• Working data
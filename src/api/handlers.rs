//! API Handlers
//!
//! HTTP request handlers for each endpoint of the cache service.

use std::net::SocketAddr;
use std::sync::Arc;

use axum::{
    extract::{rejection::JsonRejection, ConnectInfo, State},
    http::{header, HeaderMap, StatusCode},
    response::{IntoResponse, Response},
    Json,
};
use chrono::Utc;
use tracing::{error, warn};

use crate::cache::{CacheClient, CacheStats, PageCache, SessionCache, ShopCache, StatsSnapshot};
use crate::config::{BackendKind, Config};
use crate::connection::ConnectionManager;
use crate::error::{CacheError, Result};
use crate::homepage::{ContentSource, EmptySource, HomepageLoader, RestContentSource};
use crate::invalidation::CacheInvalidator;
use crate::models::{
    ClearCacheRequest, ClearCacheResponse, ErrorResponse, HealthResponse, HomepageResponse,
    RateLimitedResponse,
};
use crate::rate_limit::RateLimiter;
use crate::store::{MemoryStore, StoreBackend};

/// Application state shared across all handlers.
///
/// Every facade holds a clone of the same [`CacheClient`], so they share
/// one connection and one set of counters.
#[derive(Clone)]
pub struct AppState {
    pub connections: Arc<ConnectionManager>,
    pub stats: Arc<CacheStats>,
    pub shop: ShopCache,
    pub page: PageCache,
    pub sessions: SessionCache,
    pub rate_limiter: RateLimiter,
    pub invalidator: CacheInvalidator,
    pub homepage: HomepageLoader,
}

impl AppState {
    /// Wires the facades over an existing connection manager.
    pub fn new(
        connections: Arc<ConnectionManager>,
        config: &Config,
        source: Arc<dyn ContentSource>,
    ) -> Self {
        let stats = Arc::new(CacheStats::new());
        let client = CacheClient::new(connections.clone(), stats.clone());

        let shop = ShopCache::new(client.clone(), config.ttl.clone());
        let page = PageCache::new(client.clone(), config.ttl.clone());
        let sessions = SessionCache::new(client.clone(), &config.ttl);
        let rate_limiter = RateLimiter::new(client, config.rate_limit.clone());
        let invalidator = CacheInvalidator::new(shop.clone(), page.clone());
        let homepage = HomepageLoader::new(page.clone(), source, config.content.testimonial_limit);

        Self {
            connections,
            stats,
            shop,
            page,
            sessions,
            rate_limiter,
            invalidator,
            homepage,
        }
    }

    /// Creates a new AppState from configuration.
    ///
    /// A Redis connection is not opened here; the first cache call opens it.
    /// The in-memory backend is created up front so its purge task can be
    /// attached to it.
    pub fn from_config(config: &Config) -> Result<Self> {
        let connection = &config.connection;
        let in_memory = connection.backend == BackendKind::Memory && !connection.is_disabled();
        let connections = if in_memory {
            let store = StoreBackend::Memory(MemoryStore::new(connection.memory_max_entries));
            ConnectionManager::with_backend(connection.clone(), store)
        } else {
            ConnectionManager::new(connection.clone())
        };
        let connections = Arc::new(connections);
        let rest_source = RestContentSource::from_config(&config.content)?;
        let source: Arc<dyn ContentSource> = match rest_source {
            Some(source) => Arc::new(source),
            None => {
                warn!("CONTENT_API_URL not set, homepage content will be empty");
                Arc::new(EmptySource)
            }
        };
        Ok(Self::new(connections, config, source))
    }
}

/// Handler for POST /cache/clear
///
/// Clears one cache domain, optionally together with one user's entries.
/// Any body that is not a JSON object is rejected with a JSON 400.
pub async fn clear_cache_handler(
    State(state): State<AppState>,
    body: std::result::Result<Json<ClearCacheRequest>, JsonRejection>,
) -> Response {
    let req = match body {
        Ok(Json(req)) => req,
        Err(rejection) => {
            warn!(
                status = %rejection.status(),
                reason = %rejection.body_text(),
                "Rejected cache clear body"
            );
            return (
                StatusCode::BAD_REQUEST,
                Json(ErrorResponse::new("Invalid request body")),
            )
                .into_response();
        }
    };

    let kind = match req.kind() {
        Ok(kind) => kind,
        Err(e) => return e.into_response(),
    };

    match state.invalidator.clear(kind, req.user_id.as_deref()).await {
        Ok(message) => Json(ClearCacheResponse::new(message)).into_response(),
        Err(e @ CacheError::InvalidRequest(_)) => e.into_response(),
        Err(e) => {
            error!(error = %e, "Error clearing cache");
            (
                StatusCode::INTERNAL_SERVER_ERROR,
                Json(ErrorResponse::with_details("Failed to clear cache", e.to_string())),
            )
                .into_response()
        }
    }
}

/// Handler for GET /homepage
///
/// Rate-limits the caller by IP, then serves the homepage content through
/// the read-through loader.
pub async fn homepage_handler(
    State(state): State<AppState>,
    connect_info: Option<ConnectInfo<SocketAddr>>,
    headers: HeaderMap,
) -> Response {
    let ip = client_ip(&headers, connect_info.map(|ConnectInfo(addr)| addr));
    let decision = state.rate_limiter.check(&format!("homepage:{}", ip)).await;

    if !decision.allowed {
        let retry_after = retry_after_secs(decision.reset_time, Utc::now().timestamp_millis());
        warn!(ip = %ip, count = decision.count, "Homepage rate limit exceeded");
        return (
            StatusCode::TOO_MANY_REQUESTS,
            [(header::RETRY_AFTER, retry_after.to_string())],
            Json(RateLimitedResponse::new(retry_after)),
        )
            .into_response();
    }

    match state.homepage.load().await {
        Ok(data) => Json(HomepageResponse::from(data)).into_response(),
        Err(e) => {
            error!(error = %e, "Failed to load homepage content");
            Json(HomepageResponse::fallback("Failed to load data")).into_response()
        }
    }
}

/// Handler for GET /cache/stats
///
/// Returns hit, miss, write and error counters.
pub async fn stats_handler(State(state): State<AppState>) -> Json<StatsSnapshot> {
    Json(state.stats.snapshot())
}

/// Handler for GET /health
///
/// Returns health status of the service and the cache connection state.
pub async fn health_handler(State(state): State<AppState>) -> Json<HealthResponse> {
    Json(HealthResponse::healthy(state.connections.state()))
}

/// First `X-Forwarded-For` entry, else `X-Real-IP`, else the peer address.
fn client_ip(headers: &HeaderMap, peer: Option<SocketAddr>) -> String {
    let header_value = |name: &str| {
        headers
            .get(name)
            .and_then(|v| v.to_str().ok())
            .map(|v| v.split(',').next().unwrap_or_default().trim().to_string())
            .filter(|v| !v.is_empty())
    };

    header_value("x-forwarded-for")
        .or_else(|| header_value("x-real-ip"))
        .or_else(|| peer.map(|addr| addr.ip().to_string()))
        .unwrap_or_else(|| "unknown".to_string())
}

/// Whole seconds until `reset_time_ms`, rounded up.
fn retry_after_secs(reset_time_ms: i64, now_ms: i64) -> u64 {
    let remaining_ms = reset_time_ms.saturating_sub(now_ms).max(0);
    u64::try_from(remaining_ms.saturating_add(999) / 1000).unwrap_or(0)
}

• Task
Only the lines from the one holding "let remaining_ms = reset_time_ms.saturating_sub(now_ms).max(0);" to the end of the material are wanted, each transcribed exactly.

• Response area
    let remaining_ms = reset_time_ms.saturating_sub(now_ms).max(0);
    u64::try_from(remaining_ms.saturating_add(999) / 1000).unwrap_or(0)
}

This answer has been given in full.